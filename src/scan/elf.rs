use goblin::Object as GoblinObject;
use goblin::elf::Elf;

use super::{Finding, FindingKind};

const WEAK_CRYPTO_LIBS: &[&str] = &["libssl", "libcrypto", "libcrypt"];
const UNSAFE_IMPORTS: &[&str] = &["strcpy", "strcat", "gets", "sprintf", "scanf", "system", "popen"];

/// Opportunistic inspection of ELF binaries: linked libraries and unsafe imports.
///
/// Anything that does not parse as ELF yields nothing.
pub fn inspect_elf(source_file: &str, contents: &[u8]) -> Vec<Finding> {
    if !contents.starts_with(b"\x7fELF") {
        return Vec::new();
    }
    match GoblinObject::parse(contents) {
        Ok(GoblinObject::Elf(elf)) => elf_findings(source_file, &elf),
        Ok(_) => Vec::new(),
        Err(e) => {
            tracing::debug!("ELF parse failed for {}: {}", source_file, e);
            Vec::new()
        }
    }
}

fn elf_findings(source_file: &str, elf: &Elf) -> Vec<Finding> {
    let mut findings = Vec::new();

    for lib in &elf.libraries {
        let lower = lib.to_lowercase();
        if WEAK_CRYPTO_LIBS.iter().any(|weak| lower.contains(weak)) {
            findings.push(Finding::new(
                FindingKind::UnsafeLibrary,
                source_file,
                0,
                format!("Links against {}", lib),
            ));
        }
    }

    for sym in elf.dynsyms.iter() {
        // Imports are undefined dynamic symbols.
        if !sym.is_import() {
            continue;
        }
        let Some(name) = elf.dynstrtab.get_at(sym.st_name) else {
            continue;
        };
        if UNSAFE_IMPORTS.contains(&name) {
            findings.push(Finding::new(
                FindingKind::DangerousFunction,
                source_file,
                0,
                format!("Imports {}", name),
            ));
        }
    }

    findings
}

□ □ □ □

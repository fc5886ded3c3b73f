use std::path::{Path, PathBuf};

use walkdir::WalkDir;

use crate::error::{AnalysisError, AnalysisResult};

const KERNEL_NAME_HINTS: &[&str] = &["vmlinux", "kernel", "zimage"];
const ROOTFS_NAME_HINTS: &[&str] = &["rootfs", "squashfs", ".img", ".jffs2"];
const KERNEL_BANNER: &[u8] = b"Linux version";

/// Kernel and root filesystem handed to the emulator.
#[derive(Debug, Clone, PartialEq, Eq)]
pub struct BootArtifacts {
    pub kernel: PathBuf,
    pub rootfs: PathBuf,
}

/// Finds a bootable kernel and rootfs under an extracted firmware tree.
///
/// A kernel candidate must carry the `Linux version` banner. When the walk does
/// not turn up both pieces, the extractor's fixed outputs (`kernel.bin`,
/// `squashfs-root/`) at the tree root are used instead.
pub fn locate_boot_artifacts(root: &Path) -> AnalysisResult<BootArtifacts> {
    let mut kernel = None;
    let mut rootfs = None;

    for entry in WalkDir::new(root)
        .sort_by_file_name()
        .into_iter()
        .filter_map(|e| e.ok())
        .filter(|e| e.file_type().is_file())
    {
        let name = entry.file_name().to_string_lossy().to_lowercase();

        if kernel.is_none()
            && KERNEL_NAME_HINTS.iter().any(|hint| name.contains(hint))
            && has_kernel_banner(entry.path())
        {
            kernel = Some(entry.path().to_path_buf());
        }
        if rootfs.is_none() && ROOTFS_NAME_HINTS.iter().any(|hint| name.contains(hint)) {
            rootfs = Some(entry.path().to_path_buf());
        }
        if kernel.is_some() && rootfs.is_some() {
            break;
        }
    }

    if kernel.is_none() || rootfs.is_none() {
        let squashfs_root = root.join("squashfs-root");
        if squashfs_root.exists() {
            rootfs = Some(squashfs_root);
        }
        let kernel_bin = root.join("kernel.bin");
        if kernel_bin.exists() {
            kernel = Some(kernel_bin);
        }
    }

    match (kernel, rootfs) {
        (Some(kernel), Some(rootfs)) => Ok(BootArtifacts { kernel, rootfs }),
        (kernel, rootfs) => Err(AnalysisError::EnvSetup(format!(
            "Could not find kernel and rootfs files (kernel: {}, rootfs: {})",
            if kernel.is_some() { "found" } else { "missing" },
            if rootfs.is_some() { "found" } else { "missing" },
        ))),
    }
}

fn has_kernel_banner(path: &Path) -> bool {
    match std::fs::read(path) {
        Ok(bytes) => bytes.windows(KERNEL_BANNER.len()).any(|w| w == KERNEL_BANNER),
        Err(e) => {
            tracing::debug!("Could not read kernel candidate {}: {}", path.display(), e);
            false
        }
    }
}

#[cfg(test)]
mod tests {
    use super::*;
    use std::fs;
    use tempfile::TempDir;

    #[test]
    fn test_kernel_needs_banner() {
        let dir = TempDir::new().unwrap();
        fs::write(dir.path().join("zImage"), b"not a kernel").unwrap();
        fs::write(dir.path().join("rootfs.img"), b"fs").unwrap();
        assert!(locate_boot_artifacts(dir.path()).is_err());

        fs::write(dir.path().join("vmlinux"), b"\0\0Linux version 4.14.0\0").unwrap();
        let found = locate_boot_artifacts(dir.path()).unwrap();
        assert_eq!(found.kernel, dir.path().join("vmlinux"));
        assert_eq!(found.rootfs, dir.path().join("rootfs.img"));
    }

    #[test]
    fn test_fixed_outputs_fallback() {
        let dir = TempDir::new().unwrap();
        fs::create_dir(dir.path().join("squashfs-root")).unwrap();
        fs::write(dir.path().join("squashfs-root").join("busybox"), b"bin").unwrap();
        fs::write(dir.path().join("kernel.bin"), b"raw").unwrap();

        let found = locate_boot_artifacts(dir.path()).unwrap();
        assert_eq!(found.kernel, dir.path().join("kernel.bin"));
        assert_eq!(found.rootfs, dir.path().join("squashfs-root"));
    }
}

□ □ □ □

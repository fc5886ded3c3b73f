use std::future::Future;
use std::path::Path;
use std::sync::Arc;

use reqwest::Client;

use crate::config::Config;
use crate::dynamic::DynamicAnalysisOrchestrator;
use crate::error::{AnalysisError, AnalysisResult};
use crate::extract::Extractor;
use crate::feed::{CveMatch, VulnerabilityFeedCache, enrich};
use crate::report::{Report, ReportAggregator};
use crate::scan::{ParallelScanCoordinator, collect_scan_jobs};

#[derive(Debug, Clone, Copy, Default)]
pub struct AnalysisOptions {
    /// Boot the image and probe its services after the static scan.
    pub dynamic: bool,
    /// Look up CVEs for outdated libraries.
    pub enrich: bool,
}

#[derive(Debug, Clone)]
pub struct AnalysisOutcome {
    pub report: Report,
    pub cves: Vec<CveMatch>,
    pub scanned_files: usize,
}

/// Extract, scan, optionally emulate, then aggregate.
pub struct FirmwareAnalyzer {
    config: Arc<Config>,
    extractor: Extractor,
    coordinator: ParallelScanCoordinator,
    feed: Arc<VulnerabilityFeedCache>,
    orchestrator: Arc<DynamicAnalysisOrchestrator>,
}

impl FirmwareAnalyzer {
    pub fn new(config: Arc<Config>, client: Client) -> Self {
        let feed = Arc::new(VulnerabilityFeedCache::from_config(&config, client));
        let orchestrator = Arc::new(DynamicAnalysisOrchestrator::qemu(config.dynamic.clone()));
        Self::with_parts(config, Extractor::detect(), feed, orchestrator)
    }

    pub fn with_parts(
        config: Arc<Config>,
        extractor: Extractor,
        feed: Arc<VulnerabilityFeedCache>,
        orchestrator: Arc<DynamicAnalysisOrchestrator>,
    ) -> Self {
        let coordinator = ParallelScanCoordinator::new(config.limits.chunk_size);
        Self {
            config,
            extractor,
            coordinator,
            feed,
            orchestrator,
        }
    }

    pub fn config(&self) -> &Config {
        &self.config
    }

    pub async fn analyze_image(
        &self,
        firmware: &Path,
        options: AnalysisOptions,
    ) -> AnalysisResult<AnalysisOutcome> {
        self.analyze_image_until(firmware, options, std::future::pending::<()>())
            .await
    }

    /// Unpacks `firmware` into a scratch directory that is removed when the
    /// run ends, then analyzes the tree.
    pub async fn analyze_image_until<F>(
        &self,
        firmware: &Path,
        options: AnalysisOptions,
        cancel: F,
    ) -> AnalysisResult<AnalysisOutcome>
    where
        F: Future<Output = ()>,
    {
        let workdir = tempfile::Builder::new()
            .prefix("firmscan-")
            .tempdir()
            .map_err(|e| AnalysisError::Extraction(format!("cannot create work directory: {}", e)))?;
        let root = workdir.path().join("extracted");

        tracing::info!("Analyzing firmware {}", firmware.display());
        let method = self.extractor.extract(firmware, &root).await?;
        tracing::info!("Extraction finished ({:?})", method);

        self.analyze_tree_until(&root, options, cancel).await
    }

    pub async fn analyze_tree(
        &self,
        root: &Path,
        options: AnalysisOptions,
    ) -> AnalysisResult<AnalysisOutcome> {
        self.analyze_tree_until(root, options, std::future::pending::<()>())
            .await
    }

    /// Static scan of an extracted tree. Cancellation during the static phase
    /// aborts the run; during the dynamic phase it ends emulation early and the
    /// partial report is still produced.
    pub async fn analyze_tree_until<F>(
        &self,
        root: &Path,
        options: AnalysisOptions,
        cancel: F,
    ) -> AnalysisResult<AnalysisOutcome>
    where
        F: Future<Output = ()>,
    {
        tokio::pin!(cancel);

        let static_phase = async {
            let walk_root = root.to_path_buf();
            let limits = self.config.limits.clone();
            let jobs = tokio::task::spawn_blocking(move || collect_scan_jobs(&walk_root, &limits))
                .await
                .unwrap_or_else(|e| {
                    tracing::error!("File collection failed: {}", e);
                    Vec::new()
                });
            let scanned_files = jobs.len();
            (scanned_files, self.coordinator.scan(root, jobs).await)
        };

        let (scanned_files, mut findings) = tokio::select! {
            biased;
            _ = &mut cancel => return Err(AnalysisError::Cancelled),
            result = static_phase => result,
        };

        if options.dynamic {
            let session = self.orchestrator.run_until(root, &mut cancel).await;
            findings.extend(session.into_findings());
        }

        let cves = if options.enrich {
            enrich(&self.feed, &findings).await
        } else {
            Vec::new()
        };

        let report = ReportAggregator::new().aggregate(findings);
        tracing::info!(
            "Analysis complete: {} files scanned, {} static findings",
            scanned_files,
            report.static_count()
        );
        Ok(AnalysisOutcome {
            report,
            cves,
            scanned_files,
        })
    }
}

□ □ □ □

Copy the records above exactly, beginning at the line that contains "and unsafe imports." and stopping after the line that contains "for lib in &elf.libraries".

/// Opportunistic inspection of ELF binaries: linked libraries and unsafe imports.
///
/// Anything that does not parse as ELF yields nothing.
pub fn inspect_elf(source_file: &str, contents: &[u8]) -> Vec<Finding> {
    if !contents.starts_with(b"\x7fELF") {
        return Vec::new();
    }
    match GoblinObject::parse(contents) {
        Ok(GoblinObject::Elf(elf)) => elf_findings(source_file, &elf),
        Ok(_) => Vec::new(),
        Err(e) => {
            tracing::debug!("ELF parse failed for {}: {}", source_file, e);
            Vec::new()
        }
    }
}

fn elf_findings(source_file: &str, elf: &Elf) -> Vec<Finding> {
    let mut findings = Vec::new();

    for lib in &elf.libraries {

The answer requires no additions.